→ **What to work on**:
Write out, from the entries below, exactly the lines that run between the lines holding "pub struct NewReply" and "exists at any", inclusive, and stop there.

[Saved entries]
------

use chrono::{DateTime, Utc};
use serde::{Deserialize, Serialize};
use utoipa::{IntoParams, ToSchema};

// Always Postgres-compatible ids (BIGSERIAL)
pub type Id = i64;

/// Which emergency services the reporter asked for.
#[derive(Debug, Clone, Copy, Default, Serialize, Deserialize, ToSchema)]
pub struct EmergencyServices {
    #[serde(default)]
    pub police: bool,
    #[serde(default)]
    pub ambulance: bool,
    #[serde(default)]
    pub fire: bool,
}

impl EmergencyServices {
    pub fn any(&self) -> bool {
        self.police || self.ambulance || self.fire
    }
}

/// Raw body of `POST /api/reports` exactly as the mobile client sends it.
/// Everything is lenient here; `validate::normalize_submission` decides what
/// is acceptable.
#[derive(Debug, Clone, Deserialize, ToSchema)]
#[serde(rename_all = "camelCase")]
pub struct ReportSubmission {
    #[serde(default)]
    pub caption: String,
    #[serde(default)]
    pub is_emergency: bool,
    #[serde(default)]
    pub emergency_services: EmergencyServices,
    #[serde(default)]
    pub is_in_danger: bool,
    #[serde(default)]
    pub location: Option<String>,
    #[serde(default)]
    pub report_anonymously: bool,
    #[serde(default)]
    pub image_url: Option<String>,
    #[serde(default)]
    pub user_id: Option<String>,
}

/// Normalized, validated record ready for insertion, carrying the derived
/// forum fields (title/category are inferred once at intake and stored).
#[derive(Debug, Clone)]
pub struct NewReport {
    pub caption: String,
    pub is_emergency: bool,
    pub services: EmergencyServices,
    pub is_in_danger: bool,
    pub location: Option<String>,
    pub report_anonymously: bool,
    pub image_url: Option<String>,
    pub user_id: Option<String>,
    pub title: String,
    pub category: String,
}

/// A stored report row. Serialized camelCase for the API, snake_case columns
/// in the store.
#[derive(Debug, Clone, Serialize, Deserialize, ToSchema)]
#[cfg_attr(feature = "postgres-store", derive(sqlx::FromRow))]
#[serde(rename_all = "camelCase")]
pub struct Report {
    pub id: Id,
    pub caption: String,
    pub is_emergency: bool,
    pub emergency_police: bool,
    pub emergency_ambulance: bool,
    pub emergency_fire: bool,
    pub is_in_danger: bool,
    pub location: Option<String>,
    pub report_anonymously: bool,
    pub image_url: Option<String>,
    pub user_id: Option<String>,
    pub title: String,
    #[serde(rename = "type")]
    #[cfg_attr(feature = "postgres-store", sqlx(rename = "type"))]
    pub category: String,
    pub verified: bool,
    pub alerts: i32,
    pub comments: i32,
    pub shares: i32,
    pub map_views: i32,
    pub created_at: DateTime<Utc>,
    pub updated_at: DateTime<Utc>,
}

/// Display-oriented projection of a report for the forum feed. `time_ago` is
/// recomputed against the current clock on every read, never stored.
#[derive(Debug, Clone, Serialize, ToSchema)]
#[serde(rename_all = "camelCase")]
pub struct ForumIncident {
    pub id: Id,
    pub title: String,
    pub caption: String,
    #[serde(rename = "type")]
    pub category: String,
    pub is_emergency: bool,
    pub location: Option<String>,
    pub verified: bool,
    pub alerts: i32,
    pub comments: i32,
    pub map_views: i32,
    pub image_url: Option<String>,
    pub created_at: DateTime<Utc>,
    pub time_ago: String,
}

#[derive(Debug, Clone, Serialize, Deserialize, ToSchema)]
#[cfg_attr(feature = "postgres-store", derive(sqlx::FromRow))]
#[serde(rename_all = "camelCase")]
pub struct Comment {
    pub id: Id,
    pub report_id: Id,
    pub user_id: Option<String>,
    pub username: String,
    pub text: String,
    pub thumbs_up: i32,
    pub thumbs_down: i32,
    pub created_at: DateTime<Utc>,
    // populated by the repository from the replies table, not a column
    #[serde(default)]
    #[cfg_attr(feature = "postgres-store", sqlx(default))]
    pub replies: Vec<Reply>,
}

#[derive(Debug, Clone, Serialize, Deserialize, ToSchema)]
#[cfg_attr(feature = "postgres-store", derive(sqlx::FromRow))]
#[serde(rename_all = "camelCase")]
pub struct Reply {
    pub id: Id,
    pub comment_id: Id,
    pub username: String,
    pub text: String,
    pub created_at: DateTime<Utc>,
}

/// Body of `POST /api/reports/{id}/comments`.
#[derive(Debug, Clone, Deserialize, ToSchema)]
#[serde(rename_all = "camelCase")]
pub struct CommentBody {
    #[serde(default)]
    pub user_id: Option<String>,
    #[serde(default)]
    pub username: String,
    #[serde(default)]
    pub text: String,
}

/// Body of `POST /api/comments/{id}/replies`.
#[derive(Debug, Clone, Deserialize, ToSchema)]
#[serde(rename_all = "camelCase")]
pub struct ReplyBody {
    #[serde(default)]
    pub username: String,
    #[serde(default)]
    pub text: String,
}

#[derive(Debug, Clone)]
pub struct NewComment {
    pub report_id: Id,
    pub user_id: Option<String>,
    pub username: String,
    pub text: String,
}

#[derive(Debug, Clone)]
pub struct NewReply {
    pub comment_id: Id,
    pub username: String,
    pub text: String,
}

/// Per-user engagement actions with toggle semantics.
#[derive(Debug, Clone, Copy, PartialEq, Eq, Hash, Serialize, Deserialize, ToSchema)]
#[serde(rename_all = "lowercase")]
pub enum InteractionKind {
    Alert,
    Like,
    Dislike,
    Share,
}

impl InteractionKind {
    pub fn as_str(&self) -> &'static str {
        match self {
            InteractionKind::Alert => "alert",
            InteractionKind::Like => "like",
            InteractionKind::Dislike => "dislike",
            InteractionKind::Share => "share",
        }
    }

    /// Like/dislike are mutually exclusive on a comment; the other kinds
    /// toggle independently.
    pub fn opposite(&self) -> Option<InteractionKind> {
        match self {
            InteractionKind::Like => Some(InteractionKind::Dislike),
            InteractionKind::Dislike => Some(InteractionKind::Like),
            _ => None,
        }
    }
}

/// Body of `POST /api/interactions`.
#[derive(Debug, Clone, Deserialize, ToSchema)]
#[serde(rename_all = "camelCase")]
pub struct InteractionRequest {
    #[serde(default)]
    pub user_id: String,
    pub report_id: Id,
    #[serde(default)]
    pub comment_id: Option<Id>,
    #[serde(rename = "type")]
    pub kind: InteractionKind,
}

/// Uniqueness key for a live interaction: at most one of these exists at any
/// time (a second identical toggle removes it).
#[derive(Debug, Clone, PartialEq, Eq, Hash, Serialize, Deserialize)]
pub struct InteractionKey {
    pub user_id: String,
    pub report_id: Id,
    pub comment_id: Option<Id>,
    pub kind: InteractionKind,
}

impl From<&InteractionRequest> for InteractionKey {
    fn from(req: &InteractionRequest) -> Self {
        Self {
            user_id: req.user_id.clone(),
            report_id: req.report_id,
            comment_id: req.comment_id,
            kind: req.kind,
        }
    }
}

#[derive(Debug, Clone, Copy, Serialize, ToSchema)]
pub struct ToggleOutcome {
    /// true when the toggle recorded a new interaction, false when it undid
    /// an existing one.
    pub active: bool,
}

/// Query string of `GET /api/reports`.
#[derive(Debug, Clone, Default, Deserialize, IntoParams)]
pub struct ReportListQuery {
    pub page: Option<u32>,
    pub limit: Option<u32>,
    #[serde(rename = "type")]
    pub category: Option<String>,
    pub verified: Option<bool>,
    pub search: Option<String>,
    /// Only "latest" is supported; anything else falls back to it.
    pub sort: Option<String>,
    /// When true the response is forum-shaped (`incidents` with derived
    /// display fields) instead of raw `reports` rows.
    pub forum: Option<bool>,
}

/// Envelope every data-bearing endpoint returns.
#[derive(Debug, Serialize)]
pub struct ApiResponse<T: Serialize> {
    pub success: bool,
    pub message: String,
    #[serde(skip_serializing_if = "Option::is_none")]
    pub data: Option<T>,
}

impl<T: Serialize> ApiResponse<T> {
    pub fn ok(message: &str, data: T) -> Self {
        Self {
            success: true,
            message: message.to_string(),
            data: Some(data),
        }
    }
}

/// Acknowledgement without a payload (counter bumps and the like).
#[derive(Debug, Serialize, ToSchema)]
pub struct Ack {
    pub success: bool,
    pub message: String,
}

impl Ack {
    pub fn ok(message: &str) -> Self {
        Self {
            success: true,
            message: message.to_string(),
        }
    }
}

/// Response of a successful `POST /api/reports`.
#[derive(Debug, Serialize, ToSchema)]
#[serde(rename_all = "camelCase")]
pub struct SubmitResponse {
    pub success: bool,
    pub message: String,
    pub report_id: Id,
}

#[derive(Debug, Serialize)]
#[serde(rename_all = "camelCase")]
pub struct ReportPage {
    pub reports: Vec<Report>,
    pub total: i64,
    pub page: u32,
    pub limit: u32,
    pub has_more: bool,
}

#[derive(Debug, Serialize)]
#[serde(rename_all = "camelCase")]
pub struct ForumPage {
    pub incidents: Vec<ForumIncident>,
    pub total: i64,
    pub page: u32,
    pub limit: u32,
    pub has_more: bool,
}

#[derive(Debug, Serialize)]
pub struct CommentList {
    pub comments: Vec<Comment>,
}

------

→ **Exercise result**:
pub struct NewReply {
    pub comment_id: Id,
    pub username: String,
    pub text: String,
}

/// Per-user engagement actions with toggle semantics.
#[derive(Debug, Clone, Copy, PartialEq, Eq, Hash, Serialize, Deserialize, ToSchema)]
#[serde(rename_all = "lowercase")]
pub enum InteractionKind {
    Alert,
    Like,
    Dislike,
    Share,
}

impl InteractionKind {
    pub fn as_str(&self) -> &'static str {
        match self {
            InteractionKind::Alert => "alert",
            InteractionKind::Like => "like",
            InteractionKind::Dislike => "dislike",
            InteractionKind::Share => "share",
        }
    }

    /// Like/dislike are mutually exclusive on a comment; the other kinds
    /// toggle independently.
    pub fn opposite(&self) -> Option<InteractionKind> {
        match self {
            InteractionKind::Like => Some(InteractionKind::Dislike),
            InteractionKind::Dislike => Some(InteractionKind::Like),
            _ => None,
        }
    }
}

/// Body of `POST /api/interactions`.
#[derive(Debug, Clone, Deserialize, ToSchema)]
#[serde(rename_all = "camelCase")]
pub struct InteractionRequest {
    #[serde(default)]
    pub user_id: String,
    pub report_id: Id,
    #[serde(default)]
    pub comment_id: Option<Id>,
    #[serde(rename = "type")]
    pub kind: InteractionKind,
}

/// Uniqueness key for a live interaction: at most one of these exists at any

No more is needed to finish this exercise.